• **Data provided**:
_ _ _ _ _

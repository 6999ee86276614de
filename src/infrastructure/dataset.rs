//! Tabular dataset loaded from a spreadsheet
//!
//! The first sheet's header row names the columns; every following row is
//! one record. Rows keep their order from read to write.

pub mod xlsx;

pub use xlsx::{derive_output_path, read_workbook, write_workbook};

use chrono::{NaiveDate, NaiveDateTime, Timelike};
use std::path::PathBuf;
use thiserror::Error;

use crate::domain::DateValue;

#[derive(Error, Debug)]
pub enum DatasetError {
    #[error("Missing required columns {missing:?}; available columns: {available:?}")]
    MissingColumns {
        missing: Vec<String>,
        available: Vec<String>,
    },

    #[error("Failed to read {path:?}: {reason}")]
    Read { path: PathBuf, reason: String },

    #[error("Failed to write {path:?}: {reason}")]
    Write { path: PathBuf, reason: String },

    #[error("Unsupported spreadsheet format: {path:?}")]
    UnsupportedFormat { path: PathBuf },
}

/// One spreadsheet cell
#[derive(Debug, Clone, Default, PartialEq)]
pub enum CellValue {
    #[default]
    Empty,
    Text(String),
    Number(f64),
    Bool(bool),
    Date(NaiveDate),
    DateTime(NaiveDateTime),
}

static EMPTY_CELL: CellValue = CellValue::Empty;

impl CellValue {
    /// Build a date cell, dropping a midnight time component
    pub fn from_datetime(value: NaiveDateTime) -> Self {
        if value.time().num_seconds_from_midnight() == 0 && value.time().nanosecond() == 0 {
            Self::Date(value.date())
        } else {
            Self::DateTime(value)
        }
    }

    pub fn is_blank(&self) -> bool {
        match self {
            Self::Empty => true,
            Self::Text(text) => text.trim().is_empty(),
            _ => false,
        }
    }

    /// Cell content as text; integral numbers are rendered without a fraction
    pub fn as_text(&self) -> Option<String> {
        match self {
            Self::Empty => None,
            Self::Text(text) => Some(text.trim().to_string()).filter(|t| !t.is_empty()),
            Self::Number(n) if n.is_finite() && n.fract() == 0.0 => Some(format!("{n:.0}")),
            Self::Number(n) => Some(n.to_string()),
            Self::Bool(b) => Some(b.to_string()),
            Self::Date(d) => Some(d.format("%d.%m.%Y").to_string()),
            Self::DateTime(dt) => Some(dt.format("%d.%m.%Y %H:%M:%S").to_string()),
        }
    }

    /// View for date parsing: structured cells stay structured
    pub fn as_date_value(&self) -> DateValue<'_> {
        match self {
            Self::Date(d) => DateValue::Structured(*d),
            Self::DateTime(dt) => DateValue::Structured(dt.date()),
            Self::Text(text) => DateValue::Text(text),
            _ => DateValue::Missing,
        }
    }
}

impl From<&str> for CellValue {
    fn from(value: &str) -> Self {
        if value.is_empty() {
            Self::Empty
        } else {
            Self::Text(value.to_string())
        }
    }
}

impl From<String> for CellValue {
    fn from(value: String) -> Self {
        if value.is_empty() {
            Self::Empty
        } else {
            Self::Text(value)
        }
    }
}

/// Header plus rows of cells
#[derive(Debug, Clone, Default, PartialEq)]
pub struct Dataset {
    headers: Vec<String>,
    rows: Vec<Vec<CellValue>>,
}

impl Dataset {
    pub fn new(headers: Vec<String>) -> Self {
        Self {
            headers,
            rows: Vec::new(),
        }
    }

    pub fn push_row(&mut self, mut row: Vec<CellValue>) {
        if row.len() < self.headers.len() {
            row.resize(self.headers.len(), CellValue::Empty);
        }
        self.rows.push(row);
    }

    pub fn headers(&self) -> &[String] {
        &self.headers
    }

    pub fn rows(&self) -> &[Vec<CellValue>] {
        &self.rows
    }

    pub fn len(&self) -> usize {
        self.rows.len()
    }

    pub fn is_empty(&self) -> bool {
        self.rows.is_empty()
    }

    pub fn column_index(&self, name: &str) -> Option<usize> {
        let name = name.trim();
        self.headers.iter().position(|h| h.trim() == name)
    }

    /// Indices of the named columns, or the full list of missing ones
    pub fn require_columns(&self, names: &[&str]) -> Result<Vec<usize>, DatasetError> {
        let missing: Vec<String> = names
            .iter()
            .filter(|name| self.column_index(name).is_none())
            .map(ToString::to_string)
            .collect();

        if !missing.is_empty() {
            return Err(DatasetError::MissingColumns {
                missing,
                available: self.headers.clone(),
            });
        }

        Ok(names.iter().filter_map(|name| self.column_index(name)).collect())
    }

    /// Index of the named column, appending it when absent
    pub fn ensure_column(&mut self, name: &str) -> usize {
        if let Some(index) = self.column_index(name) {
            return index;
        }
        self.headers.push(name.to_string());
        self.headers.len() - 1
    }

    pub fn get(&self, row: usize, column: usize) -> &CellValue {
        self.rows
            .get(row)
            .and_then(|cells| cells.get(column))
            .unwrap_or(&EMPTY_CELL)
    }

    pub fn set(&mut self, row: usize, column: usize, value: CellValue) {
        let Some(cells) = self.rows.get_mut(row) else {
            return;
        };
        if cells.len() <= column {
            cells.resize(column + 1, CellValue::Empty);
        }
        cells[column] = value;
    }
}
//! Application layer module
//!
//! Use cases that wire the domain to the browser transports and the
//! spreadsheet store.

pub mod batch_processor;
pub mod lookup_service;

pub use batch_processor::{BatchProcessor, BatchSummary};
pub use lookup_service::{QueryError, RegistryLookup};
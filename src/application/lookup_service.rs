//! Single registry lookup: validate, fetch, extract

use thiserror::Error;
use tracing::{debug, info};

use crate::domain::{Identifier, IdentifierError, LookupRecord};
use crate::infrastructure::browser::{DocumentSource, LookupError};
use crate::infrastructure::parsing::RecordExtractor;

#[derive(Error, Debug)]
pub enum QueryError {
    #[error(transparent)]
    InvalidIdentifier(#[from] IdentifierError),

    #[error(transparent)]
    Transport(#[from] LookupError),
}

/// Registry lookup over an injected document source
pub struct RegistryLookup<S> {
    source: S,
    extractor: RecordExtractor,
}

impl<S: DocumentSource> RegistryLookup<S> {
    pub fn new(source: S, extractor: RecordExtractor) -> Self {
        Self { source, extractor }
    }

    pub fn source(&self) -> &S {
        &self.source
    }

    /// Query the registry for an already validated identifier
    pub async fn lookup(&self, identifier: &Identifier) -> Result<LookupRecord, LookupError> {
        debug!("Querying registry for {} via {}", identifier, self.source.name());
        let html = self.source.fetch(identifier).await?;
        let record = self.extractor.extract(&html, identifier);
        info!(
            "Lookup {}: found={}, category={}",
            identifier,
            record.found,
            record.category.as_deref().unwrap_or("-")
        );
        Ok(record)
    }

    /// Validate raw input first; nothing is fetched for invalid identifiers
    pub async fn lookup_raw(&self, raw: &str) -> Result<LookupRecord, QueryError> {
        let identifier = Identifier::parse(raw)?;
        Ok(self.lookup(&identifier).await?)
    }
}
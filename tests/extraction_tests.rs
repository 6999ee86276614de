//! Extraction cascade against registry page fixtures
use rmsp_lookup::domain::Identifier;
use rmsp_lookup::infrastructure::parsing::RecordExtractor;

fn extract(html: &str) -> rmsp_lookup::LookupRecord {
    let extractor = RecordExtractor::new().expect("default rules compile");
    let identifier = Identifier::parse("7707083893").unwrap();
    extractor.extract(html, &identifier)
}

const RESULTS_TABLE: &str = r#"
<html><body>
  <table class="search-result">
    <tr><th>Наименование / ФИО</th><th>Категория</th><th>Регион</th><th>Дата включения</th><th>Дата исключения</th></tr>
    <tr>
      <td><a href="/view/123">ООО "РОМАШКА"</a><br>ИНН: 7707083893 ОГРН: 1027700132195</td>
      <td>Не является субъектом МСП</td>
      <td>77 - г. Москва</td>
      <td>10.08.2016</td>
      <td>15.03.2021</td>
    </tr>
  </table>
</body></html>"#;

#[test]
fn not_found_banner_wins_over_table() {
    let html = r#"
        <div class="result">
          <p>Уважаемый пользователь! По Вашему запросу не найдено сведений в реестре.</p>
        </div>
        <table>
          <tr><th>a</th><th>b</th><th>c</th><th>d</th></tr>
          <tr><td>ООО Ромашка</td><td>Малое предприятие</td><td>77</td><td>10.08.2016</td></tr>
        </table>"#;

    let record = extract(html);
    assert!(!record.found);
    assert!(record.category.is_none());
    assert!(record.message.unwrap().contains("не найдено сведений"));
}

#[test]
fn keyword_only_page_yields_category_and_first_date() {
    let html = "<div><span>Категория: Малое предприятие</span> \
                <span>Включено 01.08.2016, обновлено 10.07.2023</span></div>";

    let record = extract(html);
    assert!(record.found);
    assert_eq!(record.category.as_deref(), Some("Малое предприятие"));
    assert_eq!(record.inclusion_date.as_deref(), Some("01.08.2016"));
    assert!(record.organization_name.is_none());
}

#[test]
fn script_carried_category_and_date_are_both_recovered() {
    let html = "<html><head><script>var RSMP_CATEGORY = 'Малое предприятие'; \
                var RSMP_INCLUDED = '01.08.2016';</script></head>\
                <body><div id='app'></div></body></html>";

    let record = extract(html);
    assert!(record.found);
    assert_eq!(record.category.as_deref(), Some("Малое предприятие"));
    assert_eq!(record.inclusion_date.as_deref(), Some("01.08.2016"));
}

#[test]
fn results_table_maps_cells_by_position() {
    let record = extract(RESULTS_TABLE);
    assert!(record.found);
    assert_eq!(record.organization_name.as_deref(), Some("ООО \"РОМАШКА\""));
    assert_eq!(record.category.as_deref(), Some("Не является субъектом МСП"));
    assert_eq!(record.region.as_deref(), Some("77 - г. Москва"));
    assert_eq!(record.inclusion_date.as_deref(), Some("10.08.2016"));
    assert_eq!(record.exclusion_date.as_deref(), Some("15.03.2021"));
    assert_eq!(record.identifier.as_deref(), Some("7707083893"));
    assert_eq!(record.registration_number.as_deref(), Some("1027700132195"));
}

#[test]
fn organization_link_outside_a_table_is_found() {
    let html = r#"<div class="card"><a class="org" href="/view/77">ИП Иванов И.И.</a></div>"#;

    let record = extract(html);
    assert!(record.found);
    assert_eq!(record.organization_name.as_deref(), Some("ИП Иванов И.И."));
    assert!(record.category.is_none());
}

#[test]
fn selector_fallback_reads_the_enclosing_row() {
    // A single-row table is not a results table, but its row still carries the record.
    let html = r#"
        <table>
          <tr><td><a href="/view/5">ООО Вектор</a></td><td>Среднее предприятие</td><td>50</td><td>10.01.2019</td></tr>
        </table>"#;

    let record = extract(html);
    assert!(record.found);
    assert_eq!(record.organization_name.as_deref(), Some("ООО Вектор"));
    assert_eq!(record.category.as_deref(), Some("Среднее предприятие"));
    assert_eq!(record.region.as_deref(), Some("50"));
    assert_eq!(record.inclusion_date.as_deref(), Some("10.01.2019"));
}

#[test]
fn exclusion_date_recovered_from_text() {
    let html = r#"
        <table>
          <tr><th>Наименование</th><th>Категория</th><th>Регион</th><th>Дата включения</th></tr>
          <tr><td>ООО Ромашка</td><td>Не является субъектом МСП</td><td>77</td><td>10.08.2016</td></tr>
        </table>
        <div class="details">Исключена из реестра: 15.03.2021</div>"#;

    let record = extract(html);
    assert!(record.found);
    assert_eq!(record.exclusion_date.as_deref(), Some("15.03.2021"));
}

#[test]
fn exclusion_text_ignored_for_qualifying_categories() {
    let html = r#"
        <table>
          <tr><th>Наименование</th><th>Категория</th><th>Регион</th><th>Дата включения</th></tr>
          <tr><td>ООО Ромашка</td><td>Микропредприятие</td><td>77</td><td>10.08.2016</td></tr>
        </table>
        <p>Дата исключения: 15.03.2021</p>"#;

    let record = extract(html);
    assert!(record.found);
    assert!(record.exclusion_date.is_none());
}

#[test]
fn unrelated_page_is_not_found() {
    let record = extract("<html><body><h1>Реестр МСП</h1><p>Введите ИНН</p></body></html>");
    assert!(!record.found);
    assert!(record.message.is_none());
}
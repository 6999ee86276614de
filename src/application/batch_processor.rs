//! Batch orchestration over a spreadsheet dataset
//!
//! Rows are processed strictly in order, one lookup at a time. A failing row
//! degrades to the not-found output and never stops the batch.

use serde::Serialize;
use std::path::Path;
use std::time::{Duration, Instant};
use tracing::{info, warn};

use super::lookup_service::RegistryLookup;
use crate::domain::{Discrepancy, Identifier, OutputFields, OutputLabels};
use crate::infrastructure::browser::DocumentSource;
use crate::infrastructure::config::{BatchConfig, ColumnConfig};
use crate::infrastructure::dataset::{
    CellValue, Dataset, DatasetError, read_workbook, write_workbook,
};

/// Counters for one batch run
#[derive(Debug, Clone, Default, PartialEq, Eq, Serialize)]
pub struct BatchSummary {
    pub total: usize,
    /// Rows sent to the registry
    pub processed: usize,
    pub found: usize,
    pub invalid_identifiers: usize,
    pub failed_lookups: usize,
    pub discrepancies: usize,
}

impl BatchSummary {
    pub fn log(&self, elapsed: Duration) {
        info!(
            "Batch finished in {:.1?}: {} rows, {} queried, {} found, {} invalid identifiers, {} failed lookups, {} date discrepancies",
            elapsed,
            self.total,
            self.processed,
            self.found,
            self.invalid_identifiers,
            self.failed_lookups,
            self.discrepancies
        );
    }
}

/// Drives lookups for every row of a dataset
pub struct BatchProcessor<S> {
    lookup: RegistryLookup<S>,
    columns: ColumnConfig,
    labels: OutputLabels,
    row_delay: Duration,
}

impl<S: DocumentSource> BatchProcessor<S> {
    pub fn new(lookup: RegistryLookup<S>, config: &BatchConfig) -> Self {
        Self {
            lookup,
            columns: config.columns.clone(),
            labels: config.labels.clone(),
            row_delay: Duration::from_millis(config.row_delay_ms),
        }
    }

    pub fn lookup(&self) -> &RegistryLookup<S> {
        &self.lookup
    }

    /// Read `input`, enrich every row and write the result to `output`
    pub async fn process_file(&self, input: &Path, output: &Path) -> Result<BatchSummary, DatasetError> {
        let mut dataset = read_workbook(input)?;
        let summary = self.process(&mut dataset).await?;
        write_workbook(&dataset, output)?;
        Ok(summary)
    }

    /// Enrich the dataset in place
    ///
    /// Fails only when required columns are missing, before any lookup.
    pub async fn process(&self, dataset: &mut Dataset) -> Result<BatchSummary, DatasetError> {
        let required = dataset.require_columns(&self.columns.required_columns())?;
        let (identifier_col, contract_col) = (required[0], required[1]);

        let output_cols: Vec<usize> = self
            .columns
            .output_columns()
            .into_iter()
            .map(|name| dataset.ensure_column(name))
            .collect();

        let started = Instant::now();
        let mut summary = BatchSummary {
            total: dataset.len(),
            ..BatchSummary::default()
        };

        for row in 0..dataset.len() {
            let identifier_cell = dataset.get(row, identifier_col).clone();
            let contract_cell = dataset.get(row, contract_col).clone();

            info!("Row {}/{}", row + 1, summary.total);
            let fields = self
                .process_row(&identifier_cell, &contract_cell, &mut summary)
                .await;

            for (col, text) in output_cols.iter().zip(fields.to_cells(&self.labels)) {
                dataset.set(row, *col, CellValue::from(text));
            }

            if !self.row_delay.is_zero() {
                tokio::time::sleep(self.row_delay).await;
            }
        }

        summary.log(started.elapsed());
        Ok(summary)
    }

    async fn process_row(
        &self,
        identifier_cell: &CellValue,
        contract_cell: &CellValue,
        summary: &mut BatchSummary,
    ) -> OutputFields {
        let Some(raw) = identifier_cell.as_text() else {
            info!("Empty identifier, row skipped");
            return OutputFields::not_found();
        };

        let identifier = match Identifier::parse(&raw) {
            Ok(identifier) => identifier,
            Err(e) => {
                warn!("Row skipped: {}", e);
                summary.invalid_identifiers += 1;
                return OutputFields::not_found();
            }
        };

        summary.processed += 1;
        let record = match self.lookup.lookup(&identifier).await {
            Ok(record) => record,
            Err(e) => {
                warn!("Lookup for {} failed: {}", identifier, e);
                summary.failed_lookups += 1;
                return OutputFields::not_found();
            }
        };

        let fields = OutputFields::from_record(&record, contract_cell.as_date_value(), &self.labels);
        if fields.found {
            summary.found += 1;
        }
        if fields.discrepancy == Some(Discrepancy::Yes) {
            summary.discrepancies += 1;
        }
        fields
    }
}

_ _ _ _ _

• **Exercise**: Go through the entries above and copy each line holding the string "browser".

• **Task solution**:
//! Use cases that wire the domain to the browser transports and the
use crate::infrastructure::browser::{DocumentSource, LookupError};
use crate::infrastructure::browser::DocumentSource;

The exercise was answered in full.